- Also known as: Soapbox Circus; Matchbox; Captain Matchbox Reignited;
- Origin: Melbourne, Victoria, Australia
- Genres: Jug band; pop; jazz;
- Years active: 1969–1980; 2010–2012;
- Labels: Image; Festival; Mushroom;
- Past members: see #Members
- Website: captainmatchbox.com

= The Captain Matchbox Whoopee Band =

Australian jug band

The Captain Matchbox Whoopee Band, also known as Soapbox Circus or Matchbox, were an Australian jug band formed in 1969. It centred on Mic Conway ("Captain Matchbox") on lead vocals, washboard and ukulele; and his brother, Jim Conway, on harmonica, kazoo and vocals. They issued four studio albums, Smoke Dreams (June 1973), Wangaratta Wahine (late 1974), Australia (November 1975) and Slightly Troppo (1978), before they disbanded in September 1980. The Conway brothers reformed the group in 2010 as Captain Matchbox Reignited and disbanded again two years later.

In October 2010, Smoke Dreams was listed in the book, 100 Best Australian Albums.

==History==
===1969-1973: Formation & Smoke Dreams===
The Captain Matchbox Whoopee Band were formed in Melbourne in 1969 as a jug band by Mic Conway on lead vocals, washboard and ukulele; his brother, Jim Conway on harmonica, kazoo and vocals; Mick Fleming on banjo, mandolin, guitar and vocals; Dave Hubbard on guitar; David Isom on guitar and vocals; Jeffrey Cheesman on guitar and vocals; Inge de Koster on violin; and John McDiarmid on tea-chest bass and flute. David Isom, Jeffrey Cheesman, Inge de Koster and John McDiarmid were later replaced by Peter Inglis on guitar and vocals; Jim Niven on piano; and Peter Scott on tea chest bass.

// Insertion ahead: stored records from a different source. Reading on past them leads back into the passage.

//! Recursive-descent parser for the expression grammar
//!
//! ```text
//! T   -> F (AddOp T)?
//! F   -> Lit (MulOp F)?
//! Lit -> NUM | LPAREN T RPAREN
//! ```
//!
//! The recursion sits on the right of each operator, so every operator
//! chain is right-associative: `8.0-3.0-1.0` is `8.0-(3.0-1.0)`. Each
//! production decides on one token of lookahead.
//!
//! The right recursion of `T` and `F` is read as a loop and folded from the
//! right, so only parentheses grow the call stack.

use crate::config::compile_time::syntax::MAX_PARSE_DEPTH;
use crate::grammar::ast::{BinaryOp, Expr};
use crate::log_error;
use crate::syntax::error::{SyntaxError, SyntaxResult};
use crate::tokens::{SpannedToken, TokenKind, TokenStream, TokenStreamError};

const ADDITIVE: [BinaryOp; 2] = [BinaryOp::Plus, BinaryOp::Minus];
const MULTIPLICATIVE: [BinaryOp; 2] = [BinaryOp::Times, BinaryOp::Div];

/// Parser over an owned token stream.
///
/// Each parenthesized sub-expression counts one nesting level; exceeding
/// `max_depth` fails with `NestingTooDeep` instead of exhausting the call
/// stack. Operator chains of any length stay at the level they start on.
#[derive(Debug)]
pub struct ExprParser {
    tokens: TokenStream,
    depth: usize,
    max_depth: usize,
    deepest: usize,
}

impl ExprParser {
    pub fn new(tokens: TokenStream) -> Self {
        Self::with_max_depth(tokens, MAX_PARSE_DEPTH)
    }

    /// The limit is clamped to `1..=MAX_PARSE_DEPTH`
    pub fn with_max_depth(tokens: TokenStream, max_depth: usize) -> Self {
        Self {
            tokens,
            depth: 0,
            max_depth: max_depth.clamp(1, MAX_PARSE_DEPTH),
            deepest: 0,
        }
    }

    /// Parse one complete expression; nothing but EOF may follow it
    pub fn parse(&mut self) -> SyntaxResult<Expr> {
        let expr = self.parse_expression()?;
        self.expect_end_of_input()?;
        Ok(expr)
    }

    pub fn parse_expression(&mut self) -> SyntaxResult<Expr> {
        self.parse_t()
    }

    /// T -> F (AddOp T)?
    pub fn parse_t(&mut self) -> SyntaxResult<Expr> {
        let first = self.parse_f()?;
        let mut rest = Vec::new();
        while let Some(op) = self.peek_operator(ADDITIVE) {
            self.consume(op.token_kind())?;
            rest.push((op, self.parse_f()?));
        }
        Ok(fold_right(first, rest))
    }

    /// F -> Lit (MulOp F)?
    pub fn parse_f(&mut self) -> SyntaxResult<Expr> {
        let first = self.parse_lit()?;
        let mut rest = Vec::new();
        while let Some(op) = self.peek_operator(MULTIPLICATIVE) {
            self.consume(op.token_kind())?;
            rest.push((op, self.parse_lit()?));
        }
        Ok(fold_right(first, rest))
    }

    /// Lit -> NUM | LPAREN T RPAREN
    pub fn parse_lit(&mut self) -> SyntaxResult<Expr> {
        if self.tokens.peek(TokenKind::Num, 0) {
            let token = self.consume(TokenKind::Num)?;
            return Self::convert_literal(&token);
        }

        if self.tokens.peek(TokenKind::LParen, 0) {
            return self.nested(|parser| {
                parser.consume(TokenKind::LParen)?;
                let inner = parser.parse_t()?;
                parser.consume(TokenKind::RParen)?;
                Ok(inner)
            });
        }

        let current = self.tokens.current();
        let error = SyntaxError::unexpected_token(
            &[TokenKind::Num, TokenKind::LParen],
            current.value.kind,
            current.span.start.offset,
        );
        log_error!(error.error_code(), "Expected a literal or parenthesized expression",
            span = current.span,
            "found" => current.value.kind,
            "offset" => current.span.start.offset
        );
        Err(error)
    }

    /// Fail with `TrailingInput` unless only the EOF sentinel is left
    pub fn expect_end_of_input(&self) -> SyntaxResult<()> {
        if self.tokens.is_at_end() {
            return Ok(());
        }

        let current = self.tokens.current();
        let error = SyntaxError::TrailingInput {
            found: current.value.kind,
            offset: current.span.start.offset,
        };
        log_error!(error.error_code(), "Input continues after a complete expression",
            span = current.span,
            "found" => current.value.kind,
            "remaining_tokens" => self.tokens.remaining_count()
        );
        Err(error)
    }

    pub fn tokens(&self) -> &TokenStream {
        &self.tokens
    }

    pub fn max_depth(&self) -> usize {
        self.max_depth
    }

    /// Deepest parenthesis nesting reached so far
    pub fn deepest(&self) -> usize {
        self.deepest
    }

    fn nested<F>(&mut self, production: F) -> SyntaxResult<Expr>
    where
        F: FnOnce(&mut Self) -> SyntaxResult<Expr>,
    {
        let depth = self.depth + 1;
        if depth > self.max_depth {
            let current = self.tokens.current();
            let error = SyntaxError::NestingTooDeep {
                depth,
                max_depth: self.max_depth,
                offset: current.span.start.offset,
            };
            log_error!(error.error_code(), "Maximum parser nesting depth exceeded",
                span = current.span,
                "depth" => depth,
                "max_depth" => self.max_depth
            );
            return Err(error);
        }

        self.depth = depth;
        self.deepest = self.deepest.max(depth);
        let result = production(self);
        self.depth -= 1;
        result
    }

    fn peek_operator(&self, candidates: [BinaryOp; 2]) -> Option<BinaryOp> {
        candidates
            .into_iter()
            .find(|op| self.tokens.peek(op.token_kind(), 0))
    }

    fn consume(&mut self, expected: TokenKind) -> SyntaxResult<SpannedToken> {
        self.tokens.consume(expected).map_err(|error| {
            let TokenStreamError::UnexpectedToken {
                expected,
                found,
                span,
            } = error;
            let error = SyntaxError::unexpected_token(&[expected], found, span.start.offset);
            log_error!(error.error_code(), "Unexpected token",
                span = span,
                "expected" => expected,
                "found" => found
            );
            error
        })
    }

    /// Out-of-range literals round to an infinity; only malformed text fails
    fn convert_literal(token: &SpannedToken) -> SyntaxResult<Expr> {
        let lexeme = &token.value.lexeme;
        lexeme.parse::<f64>().map(Expr::literal).map_err(|_| {
            let error = SyntaxError::InvalidLiteral {
                lexeme: lexeme.clone(),
                offset: token.span.start.offset,
            };
            log_error!(error.error_code(), "Numeric literal conversion failed",
                span = token.span,
                "lexeme" => lexeme
            );
            error
        })
    }
}

/// `e0 op1 e1 op2 e2` becomes `e0 op1 (e1 op2 e2)`
fn fold_right(first: Expr, mut rest: Vec<(BinaryOp, Expr)>) -> Expr {
    let Some((mut pending, mut acc)) = rest.pop() else {
        return first;
    };
    while let Some((op, operand)) = rest.pop() {
        acc = Expr::binary(pending, operand, acc);
        pending = op;
    }
    Expr::binary(pending, first, acc)
}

Inspired by early jazz recordings and jug band music they heard on reel-to-reel tapes and 78s as teenagers, the Conways formed the Jellybean Jug Band while secondary students at Camberwell High School. After they left school, in 1969, they formed the Captain Matchbox Whoopee Band, which grew from an underground art school band to a national icon, with film and television appearances and regular appearances in the charts. Australian musicologist, Ian McFarlane, opined, "one of the most unusual aggregations ever assembled in Australia, [they] played jug-band blues enlivened with sideshow entertainment and vaudeville lunacy." They also played live at the T. F. Much Ballroom, run by John Pinder.

During 1971 they appeared as themselves in Tim Burstall's comedy feature film, Stork. They signed with Image Records and issued their debut single, "My Canary Has Circles Under His Eyes" (written by Jack Golden, Ted Koehler and Edward Pola), which is a cover version of Irish-born English band leader, Debroy Somers' 1931 original. Captain Matchbox's version reached No. 35 on the Go-Set National Top 40 in November 1972. Their follow up single, "I Can't Dance (Got Ants in My Pants)" (April 1973), did not chart.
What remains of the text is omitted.